Locke averaged 10.6 points as a junior last season for the Gators while making a team-high 57-of-141 treys (.404), with a season-high of 19 points at West Virginia. His career-best is 27 points against Texas A&M as a freshman. Nearly 64 percent of his field goal attempts last year came from beyond the arc and his 217 career three-pointers ranks ninth in UF history.

Locke readily acknowledges that "shooting is my biggest strength." But that doesn't mean he's a one-trick pony, and he's eager to prove it.

"I feel like I'm a good shooter and can be a great shooter," he said during a media teleconference Wednesday afternoon. "Just continue to make those shots when I'm open. But I do feel like I can do other things. If I'm put in the right situation, which I am now, I think I can make different reads, get in the lane, draw fouls. . .stuff like that to make my teammates better.

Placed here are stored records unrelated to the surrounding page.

//! # Field Map
//!
//! The field-configuration resolution registry.
//!
//! ## Overview
//!
//! The [`FieldMap`] owns three lookup tables populated from declarative
//! rules at setup time and consulted in a fixed priority order at query
//! time:
//!
//! 1. **Field name** - exact, case-insensitive match on the field's name
//! 2. **Field type name** - case-insensitive match on the declared storage
//!    type identifier
//! 3. **Resolved native type** - the type identifier resolved to a
//!    registered native type, matched against the type-match entries
//! 4. **Native field type** - the field's own native type, matched against
//!    the type-match entries
//!
//! Each step is skipped when its precondition fails, and a candidate the
//! caller's acceptance predicate rejects only disqualifies that candidate -
//! resolution continues with the next step. Absence is never an error.
//!
//! ## Usage
//!
//! ```rust
//! use fieldmap_core::configuration::FieldConfiguration;
//! use fieldmap_core::field::FieldDescriptor;
//! use fieldmap_core::registry::FieldMap;
//!
//! # fn example() -> fieldmap_core::Result<()> {
//! let mut map = FieldMap::new();
//! map.add_field_by_field_name(
//!     "title",
//!     Some("text"),
//!     [("boost".to_string(), "2.0".to_string())].into(),
//!     Default::default(),
//! )?;
//!
//! let field = FieldDescriptor::new("Title", "single-line text");
//! let config = map.get_field_configuration(&field).expect("title is registered");
//! assert_eq!(config.variant(), "text");
//! assert_eq!(config.attribute("boost"), Some("2.0"));
//! # Ok(())
//! # }
//! # example().unwrap();
//! ```
//!
//! Registration takes `&mut self` and lookups take `&self`: populate the
//! map during setup, then publish it (behind an `Arc` if shared across
//! threads) and query it concurrently without locking.

use std::collections::BTreeMap;
use std::iter;
use std::sync::Arc;

use tracing::{debug, info};

use crate::configuration::{ConfigurationBase, FieldConfiguration, GenericFieldConfiguration};
use crate::error::{FieldMapError, Result};
use crate::factory::{ConfigurationFactory, ConstructionRequest};
use crate::field::IndexableField;
use crate::native::{NativeType, TypeResolver};
use crate::registry::tables::{FieldNameTable, FieldTypeNameTable, TypeMatchTable};
use crate::rules::{FieldRule, RuleKind, RuleSource};

/// Entry counts per table.
#[derive(Debug, Clone, Default, PartialEq, Eq)]
pub struct FieldMapStats {
    pub field_name_entries: usize,
    pub field_type_name_entries: usize,
    pub type_match_entries: usize,
}

/// Field-configuration resolution registry.
///
/// Composes the three lookup tables, the configuration factory that builds
/// entries from rules, and the native-type resolver used by the type-match
/// path.
#[derive(Debug)]
pub struct FieldMap {
    field_name_map: FieldNameTable,
    field_type_name_map: FieldTypeNameTable,
    available_types: TypeMatchTable,
    factory: ConfigurationFactory,
    resolver: TypeResolver,
}

impl FieldMap {
    /// Creates a field map with the built-in configuration variants and
    /// native types registered.
    pub fn new() -> Self {
        Self::with_parts(
            ConfigurationFactory::with_builtins(),
            TypeResolver::with_builtins(),
        )
    }

    /// Creates a field map around a caller-assembled factory and resolver.
    pub fn with_parts(factory: ConfigurationFactory, resolver: TypeResolver) -> Self {
        Self {
            field_name_map: FieldNameTable::new(),
            field_type_name_map: FieldTypeNameTable::new(),
            available_types: TypeMatchTable::new(),
            factory,
            resolver,
        }
    }

    /// The configuration factory, for registering project-specific
    /// variants before population.
    pub fn factory_mut(&mut self) -> &mut ConfigurationFactory {
        &mut self.factory
    }

    /// The native-type resolver, for registering project-specific types
    /// before population.
    pub fn type_resolver_mut(&mut self) -> &mut TypeResolver {
        &mut self.resolver
    }

    pub fn type_resolver(&self) -> &TypeResolver {
        &self.resolver
    }

    // ── Population ─────────────────────────────────────────────

    /// Applies a batch of declarative rules in order.
    ///
    /// Stops at the first failing rule; a malformed rule is fatal to
    /// setup, not skipped.
    pub fn apply_rules<'a>(&mut self, rules: impl IntoIterator<Item = &'a FieldRule>) -> Result<()> {
        for rule in rules {
            self.apply_rule(rule)?;
        }
        Ok(())
    }

    /// Applies one declarative rule, dispatching on its kind.
    pub fn apply_rule(&mut self, rule: &FieldRule) -> Result<()> {
        match rule.kind {
            RuleKind::TypeMatch => {
                let type_name = rule.require("type_name", rule.type_name.as_deref())?;
                let factory_type = rule.require("factory_type", rule.factory_type.as_deref())?;
                self.add_type_match(
                    type_name,
                    factory_type,
                    rule.attributes.clone(),
                    rule.source.clone(),
                )
            }
            RuleKind::FieldByName => {
                let field_name = rule.require("field_name", rule.field_name.as_deref())?;
                self.add_field_by_field_name(
                    field_name,
                    rule.factory_type.as_deref(),
                    rule.attributes.clone(),
                    rule.source.clone(),
                )
            }
            RuleKind::FieldByTypeName => {
                let field_type_names =
                    rule.require("field_type_names", rule.field_type_names.as_deref())?;
                let factory_type = rule.require("factory_type", rule.factory_type.as_deref())?;
                self.add_field_by_field_type_name(
                    factory_type,
                    field_type_names,
                    rule.attributes.clone(),
                    rule.source.clone(),
                )
            }
        }
    }

    /// Registers a type-match entry: a configuration bound to the native
    /// type `type_name` resolves to.
    ///
    /// Fails with [`FieldMapError::ConfigurationError`] when `type_name`
    /// does not resolve to a registered native type.
    pub fn add_type_match(
        &mut self,
        type_name: &str,
        factory_type: &str,
        attributes: BTreeMap<String, String>,
        source: RuleSource,
    ) -> Result<()> {
        let bound_type = self.resolver.resolve(type_name).ok_or_else(|| {
            FieldMapError::ConfigurationError {
                rule: RuleKind::TypeMatch.as_str().to_string(),
                reason: format!(
                    "'{type_name}' does not resolve to a registered native type (rule {source})"
                ),
            }
        })?;

        let request = ConstructionRequest::for_bound_type(bound_type, attributes, source);
        let config = self.factory.construct(factory_type, request)?;

        info!(
            type_name = type_name,
            factory_type = factory_type,
            "Registered type-match configuration"
        );
        self.available_types.push(config);
        Ok(())
    }

    /// Registers a configuration under an exact field name.
    ///
    /// With no factory type, a bare attribute-only configuration is
    /// inserted (the generic override case). The name is the highest
    /// priority key at resolution time.
    pub fn add_field_by_field_name(
        &mut self,
        field_name: &str,
        factory_type: Option<&str>,
        attributes: BTreeMap<String, String>,
        source: RuleSource,
    ) -> Result<()> {
        if field_name.is_empty() {
            return Err(FieldMapError::InvalidArgumentError {
                argument: "field_name".to_string(),
                reason: "field name must not be empty".to_string(),
            });
        }

        let config = match factory_type {
            None => Arc::new(GenericFieldConfiguration::new(ConfigurationBase::new(
                Some(field_name.to_string()),
                None,
                None,
                attributes,
                source,
            ))) as Arc<dyn FieldConfiguration>,
            Some(factory_type) => self.factory.construct(
                factory_type,
                ConstructionRequest::for_field_name(field_name, attributes, source),
            )?,
        };

        info!(field_name = field_name, "Registered field-name configuration");
        self.field_name_map.insert(field_name, config);
        Ok(())
    }

    /// Registers configurations under one or more declared storage type
    /// names.
    ///
    /// `field_type_names` is pipe-delimited; empty segments are discarded.
    /// Each surviving identifier gets its own distinct configuration
    /// sharing the rule's attributes.
    pub fn add_field_by_field_type_name(
        &mut self,
        factory_type: &str,
        field_type_names: &str,
        attributes: BTreeMap<String, String>,
        source: RuleSource,
    ) -> Result<()> {
        for type_identifier in field_type_names.split('|').filter(|s| !s.is_empty()) {
            let request = ConstructionRequest::for_type_identifier(
                type_identifier,
                attributes.clone(),
                source.clone(),
            );
            let config = self.factory.construct(factory_type, request)?;
            self.add(config)?;
            debug!(
                type_identifier = type_identifier,
                factory_type = factory_type,
                "Registered field-type-name configuration"
            );
        }
        Ok(())
    }

    /// Inserts an already-constructed configuration keyed by its type
    /// identifier.
    ///
    /// Fails with [`FieldMapError::InvalidArgumentError`] when the
    /// configuration carries no type identifier.
    pub fn add(&mut self, config: Arc<dyn FieldConfiguration>) -> Result<()> {
        self.field_type_name_map.insert(config)
    }

    // ── Resolution ─────────────────────────────────────────────

    /// Resolves the configuration governing `field`, accepting the first
    /// candidate found.
    pub fn get_field_configuration(
        &self,
        field: &dyn IndexableField,
    ) -> Option<Arc<dyn FieldConfiguration>> {
        self.get_field_configuration_with(field, |_| true)
    }

    /// Resolves the configuration governing `field` with a caller-supplied
    /// acceptance predicate.
    ///
    /// The strategies run in priority order as a lazy chain; the first
    /// accepted candidate wins. A step whose precondition fails yields no
    /// candidate, and a rejected candidate does not stop the chain.
    pub fn get_field_configuration_with<F>(
        &self,
        field: &dyn IndexableField,
        accept: F,
    ) -> Option<Arc<dyn FieldConfiguration>>
    where
        F: Fn(&dyn FieldConfiguration) -> bool,
    {
        let resolved = iter::once_with(|| self.candidate_by_field_name(field))
            .chain(iter::once_with(|| self.candidate_by_type_key(field)))
            .chain(iter::once_with(|| self.candidate_by_resolved_type(field)))
            .chain(iter::once_with(|| self.candidate_by_native_type(field)))
            .flatten()
            .find(|config| accept(config.as_ref()));

        match &resolved {
            Some(config) => debug!(
                field_name = field.name(),
                variant = config.variant(),
                "Resolved field configuration"
            ),
            None => debug!(
                field_name = field.name(),
                type_key = field.type_key(),
                "No field configuration matched"
            ),
        }
        resolved
    }

    /// Field-name lookup only, no predicate - for callers that already
    /// know they want name-based resolution.
    pub fn get_field_configuration_by_name(
        &self,
        field_name: &str,
    ) -> Option<Arc<dyn FieldConfiguration>> {
        self.field_name_map.lookup(field_name)
    }

    /// First type-match entry bound to exactly this native type.
    pub fn get_field_configuration_by_type(
        &self,
        native: &NativeType,
    ) -> Option<Arc<dyn FieldConfiguration>> {
        self.available_types.lookup(native)
    }

    /// Direct field-type-name lookup, case-insensitive.
    pub fn get_field_configuration_by_field_type_name(
        &self,
        type_identifier: &str,
    ) -> Option<Arc<dyn FieldConfiguration>> {
        self.field_type_name_map.lookup(type_identifier)
    }

    /// All registered type-match entries, in registration order.
    pub fn available_types(&self) -> &[Arc<dyn FieldConfiguration>] {
        self.available_types.entries()
    }

    pub fn stats(&self) -> FieldMapStats {
        FieldMapStats {
            field_name_entries: self.field_name_map.len(),
            field_type_name_entries: self.field_type_name_map.len(),
            type_match_entries: self.available_types.len(),
        }
    }

    // ── Strategies ─────────────────────────────────────────────

    fn candidate_by_field_name(
        &self,
        field: &dyn IndexableField,
    ) -> Option<Arc<dyn FieldConfiguration>> {
        let name = field.name();
        if name.is_empty() {
            return None;
        }
        self.field_name_map.lookup(name)
    }

    fn candidate_by_type_key(
        &self,
        field: &dyn IndexableField,
    ) -> Option<Arc<dyn FieldConfiguration>> {
        self.field_type_name_map.lookup(field.type_key())
    }

    fn candidate_by_resolved_type(
        &self,
        field: &dyn IndexableField,
    ) -> Option<Arc<dyn FieldConfiguration>> {
        let native = self.resolver.resolve(field.type_key())?;
        self.available_types.lookup(&native)
    }

    fn candidate_by_native_type(
        &self,
        field: &dyn IndexableField,
    ) -> Option<Arc<dyn FieldConfiguration>> {
        field
            .native_type()
            .and_then(|native| self.available_types.lookup(native))
    }
}

impl Default for FieldMap {
    fn default() -> Self {
        Self::new()
    }
}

Overall, just be a better  version of myself."

Locke didn't initially mention defense, but when asked about it responded that he believes he's a "good defender" too.

"I have a toughness about me," he said. "Defense is a lot more mental. I feel like when it's time to get a stop, I can get one. I wouldn't say I'm the best defender in the world, I still have work to do. But I definitely can guard. If I have to get a stop, I will."

When Locke decided to leave Florida and put his name in the transfer portal, he got plenty of interest before choosing UofL over finalists Connecticut, North Carolina, Oregon and Providence. A major factor was his earlier relationship with Mack, who recruited him out of the McDonogh School near Baltimore while he was coaching at Xavier. Locke also wanted a better situation in which to showcase his versatility as a combo guard.

"I felt a great vibe from the (Xavier) coaches. That was the biggest thing with my commitment to Louisville," he said. "I had a good connection with (Mack) coming out of high school and I felt I could get the opportunity I was looking for, that he had a good plan for me. It was the best position I could put myself in."

Louisville lost both starting guards, David Johnson and Carlik Jones, so the opportunity for substantial playing time next season is obviously available and Locke is in the mix with three other newcomers -- Mike James, El Ellis and Jerrod West.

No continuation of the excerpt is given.